*** Listed entries ***
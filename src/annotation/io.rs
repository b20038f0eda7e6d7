use std::collections::HashMap;
use std::io::BufRead;

use crate::types::Strand;

/// File dialect detected from attribute syntax.
///
/// - GFF3 typically uses: key=value;key2=value2
/// - GTF typically uses: key "value"; key2 "value2";
#[derive(Debug, Clone, Copy, PartialEq, Eq)]
pub enum Dialect {
    Gff3,
    Gtf,
    Unknown,
}

/// A single parsed record line from GTF/GFF3.
///
/// Coordinates are kept as written in the file (1-based, inclusive), because
/// exon ids are built from them.
///
/// Attributes are multi-valued: GTF repeats keys (`tag "basic"; tag "CCDS";`)
/// and GFF3 packs several values behind one key (`tag=basic,CCDS`).
#[derive(Debug, Clone, PartialEq)]
pub struct AnnotationRecord {
    pub line_no: usize,
    pub seqname: String,
    pub feature_type: String,
    pub start: u32,
    pub end: u32,
    pub strand: Strand,
    pub attrs: HashMap<String, Vec<String>>,
    pub dialect: Dialect,
}

impl AnnotationRecord {
    /// First value of an attribute.
    pub fn attr(&self, key: &str) -> Option<&str> {
        self.attrs
            .get(key)
            .and_then(|v| v.first())
            .map(|s| s.as_str())
    }

    /// All values of an attribute (empty if absent).
    pub fn attr_values(&self, key: &str) -> &[String] {
        self.attrs.get(key).map(|v| v.as_slice()).unwrap_or(&[])
    }

    pub fn is_feature(&self, types: &[String]) -> bool {
        types.iter().any(|t| t == &self.feature_type)
    }

    pub fn pick_first_attr(&self, keys: &[String]) -> Option<String> {
        for k in keys {
            if let Some(v) = self.attr(k) {
                let v = v.trim();
                if !v.is_empty() {
                    return Some(v.to_string());
                }
            }
        }
        None
    }
}

/// Parsing errors for GTF/GFF3.
#[derive(Debug, thiserror::Error)]
pub enum ParseError {
    #[error("I/O error while reading annotation: {0}")]
    Io(#[from] std::io::Error),

    #[error("malformed GTF/GFF line {line_no} ({problem}): {line}")]
    MalformedLine {
        line_no: usize,
        line: String,
        problem: &'static str,
    },

    #[error("bad coordinates in line {line_no}: {line}")]
    BadCoordinates { line_no: usize, line: String },
}

/// Low-level streaming parser for GTF/GFF3 files.
///
/// Most users should go through [`crate::annotation::AnnotationBuilder`].
///
/// # Example
/// ```
/// use std::io::Cursor;
/// use splice_events::annotation::io::AnnotationReader;
///
/// let gtf = "chr1\tsrc\texon\t101\t150\t.\t+\t.\ttranscript_id \"T1\"; tag \"basic\"; tag \"CCDS\";\n";
/// let recs: Vec<_> = AnnotationReader::new(Cursor::new(gtf))
///     .records()
///     .collect::<Result<_, _>>()
///     .unwrap();
/// assert_eq!(recs[0].attr_values("tag"), ["basic", "CCDS"]);
/// ```
pub struct AnnotationReader<R: BufRead> {
    reader: R,
    buf: String,
    line_no: usize,
}

impl<R: BufRead> AnnotationReader<R> {
    pub fn new(reader: R) -> Self {
        Self {
            reader,
            buf: String::new(),
            line_no: 0,
        }
    }

    /// Iterator over parsed records; blank lines and `#` comments are skipped.
    pub fn records(mut self) -> impl Iterator<Item = Result<AnnotationRecord, ParseError>> {
        std::iter::from_fn(move || loop {
            self.buf.clear();
            match self.reader.read_line(&mut self.buf) {
                Ok(0) => return None,
                Ok(_) => self.line_no += 1,
                Err(e) => return Some(Err(ParseError::Io(e))),
            }

            let line = self.buf.trim_end_matches(&['\n', '\r'][..]);
            if line.is_empty() || line.starts_with('#') {
                continue;
            }

            return Some(parse_record_line(line, self.line_no));
        })
    }
}

/// Parse a single non-comment line into an `AnnotationRecord`.
pub fn parse_record_line(line: &str, line_no: usize) -> Result<AnnotationRecord, ParseError> {
    let malformed = |problem: &'static str| ParseError::MalformedLine {
        line_no,
        line: line.to_string(),
        problem,
    };

    // seqname source feature start end score strand phase attributes
    let cols: Vec<&str> = line.split('\t').collect();
    if cols.len() != 9 {
        return Err(malformed("expected 9 tab-separated columns"));
    }

    let bad_coords = || ParseError::BadCoordinates {
        line_no,
        line: line.to_string(),
    };
    let start: u32 = cols[3].parse().map_err(|_| bad_coords())?;
    let end: u32 = cols[4].parse().map_err(|_| bad_coords())?;
    if start == 0 || end < start {
        return Err(bad_coords());
    }

    let strand = match cols[6] {
        "+" => Strand::Plus,
        "-" => Strand::Minus,
        "." | "?" => Strand::Unknown,
        _ => return Err(malformed("strand must be '+', '-', '.' or '?'")),
    };

    let (dialect, attrs) = parse_attributes(cols[8]);

    Ok(AnnotationRecord {
        line_no,
        seqname: cols[0].to_string(),
        feature_type: cols[2].to_string(),
        start,
        end,
        strand,
        attrs,
        dialect,
    })
}

/// Parse the attributes column for either GFF3 or GTF.
///
/// `=` anywhere means GFF3, quotes mean GTF; otherwise each part is tried both ways.
pub fn parse_attributes(s: &str) -> (Dialect, HashMap<String, Vec<String>>) {
    let s = s.trim();

    let dialect = if s.contains('=') {
        Dialect::Gff3
    } else if s.contains('"') {
        Dialect::Gtf
    } else {
        Dialect::Unknown
    };

    let mut map: HashMap<String, Vec<String>> = HashMap::new();

    for part in s.split(';').map(str::trim).filter(|p| !p.is_empty()) {
        let gff_style = match dialect {
            Dialect::Gff3 => true,
            Dialect::Gtf => false,
            Dialect::Unknown => part.contains('='),
        };

        let (key, rest) = if gff_style {
            part.split_once('=').unwrap_or((part, ""))
        } else {
            part.split_once(char::is_whitespace).unwrap_or((part, ""))
        };

        let key = key.trim();
        if key.is_empty() {
            continue;
        }

        let values = map.entry(key.to_string()).or_default();
        if gff_style {
            values.extend(
                rest.split(',')
                    .map(unquote)
                    .filter(|v| !v.is_empty()),
            );
        } else {
            let value = unquote(rest);
            if !value.is_empty() {
                values.push(value);
            }
        }
    }

    map.retain(|_, v| !v.is_empty());
    (dialect, map)
}

fn unquote(v: &str) -> String {
    let v = v.trim();
    let v = v.strip_prefix('"').unwrap_or(v);
    let v = v.strip_suffix('"').unwrap_or(v);
    v.to_string()
}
*** End of Listed entries ***
Directions for this task
Reprint exactly the lines above that start at the one with "for part in" and end at the one with "let value = unquote(rest);", keeping both and adding none.

Finished task
    for part in s.split(';').map(str::trim).filter(|p| !p.is_empty()) {
        let gff_style = match dialect {
            Dialect::Gff3 => true,
            Dialect::Gtf => false,
            Dialect::Unknown => part.contains('='),
        };

        let (key, rest) = if gff_style {
            part.split_once('=').unwrap_or((part, ""))
        } else {
            part.split_once(char::is_whitespace).unwrap_or((part, ""))
        };

        let key = key.trim();
        if key.is_empty() {
            continue;
        }

        let values = map.entry(key.to_string()).or_default();
        if gff_style {
            values.extend(
                rest.split(',')
                    .map(unquote)
                    .filter(|v| !v.is_empty()),
            );
        } else {
            let value = unquote(rest);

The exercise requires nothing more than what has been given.